GIVEN ENTRIES =

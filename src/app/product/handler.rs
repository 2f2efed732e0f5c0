//! 产品处理器

use axum::{
    extract::{
        rejection::{JsonRejection, PathRejection},
        Path, State,
    },
    http::StatusCode,
    response::Json,
};
use serde_json::{json, Value};
use tracing::debug;

use super::{
    model::{Product, ProductInput},
    service::ProductService,
};
use crate::core::error::CoreError;

#[derive(Clone)]
pub struct AppState {
    pub product_service: ProductService,
}

fn product_id(id: Result<Path<i32>, PathRejection>) -> Result<i32, CoreError> {
    id.map(|Path(id)| id).map_err(|rejection| {
        debug!("rejected product id: {}", rejection);
        CoreError::BadRequest("Invalid product ID".to_string())
    })
}

fn payload(body: Result<Json<ProductInput>, JsonRejection>) -> Result<ProductInput, CoreError> {
    body.map(|Json(input)| input).map_err(|rejection| {
        debug!("rejected request body: {}", rejection);
        CoreError::BadRequest("Invalid request payload".to_string())
    })
}

pub async fn list_products(
    State(state): State<AppState>,
) -> Result<Json<Vec<Product>>, CoreError> {
    let products = state.product_service.list_products().await?;
    Ok(Json(products))
}

pub async fn get_product(
    State(state): State<AppState>,
    id: Result<Path<i32>, PathRejection>,
) -> Result<Json<Product>, CoreError> {
    let product = state.product_service.get_product(product_id(id)?).await?;
    Ok(Json(product))
}

pub async fn create_product(
    State(state): State<AppState>,
    body: Result<Json<ProductInput>, JsonRejection>,
) -> Result<(StatusCode, Json<Product>), CoreError> {
    let product = state.product_service.create_product(payload(body)?).await?;
    Ok((StatusCode::CREATED, Json(product)))
}

pub async fn update_product(
    State(state): State<AppState>,
    id: Result<Path<i32>, PathRejection>,
    body: Result<Json<ProductInput>, JsonRejection>,
) -> Result<Json<Product>, CoreError> {
    let id = product_id(id)?;
    let product = state
        .product_service
        .update_product(id, payload(body)?)
        .await?;
    Ok(Json(product))
}

pub async fn delete_product(
    State(state): State<AppState>,
    id: Result<Path<i32>, PathRejection>,
) -> Result<Json<Value>, CoreError> {
    state.product_service.delete_product(product_id(id)?).await?;
    Ok(Json(json!({ "result": "success" })))
}

pub async fn health_check(State(state): State<AppState>) -> Result<Json<Value>, CoreError> {
    state.product_service.health().await?;
    Ok(Json(json!({
        "status": "healthy",
        "timestamp": chrono::Utc::now().to_rfc3339(),
    })))
}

WORK REQUIRED = Filter the records down to the lines that contain the string "JsonRejection", and copy those lines.

SOLUTION TO THIS PROBLEM =
        rejection::{JsonRejection, PathRejection},
fn payload(body: Result<Json<ProductInput>, JsonRejection>) -> Result<ProductInput, CoreError> {
    body: Result<Json<ProductInput>, JsonRejection>,
    body: Result<Json<ProductInput>, JsonRejection>,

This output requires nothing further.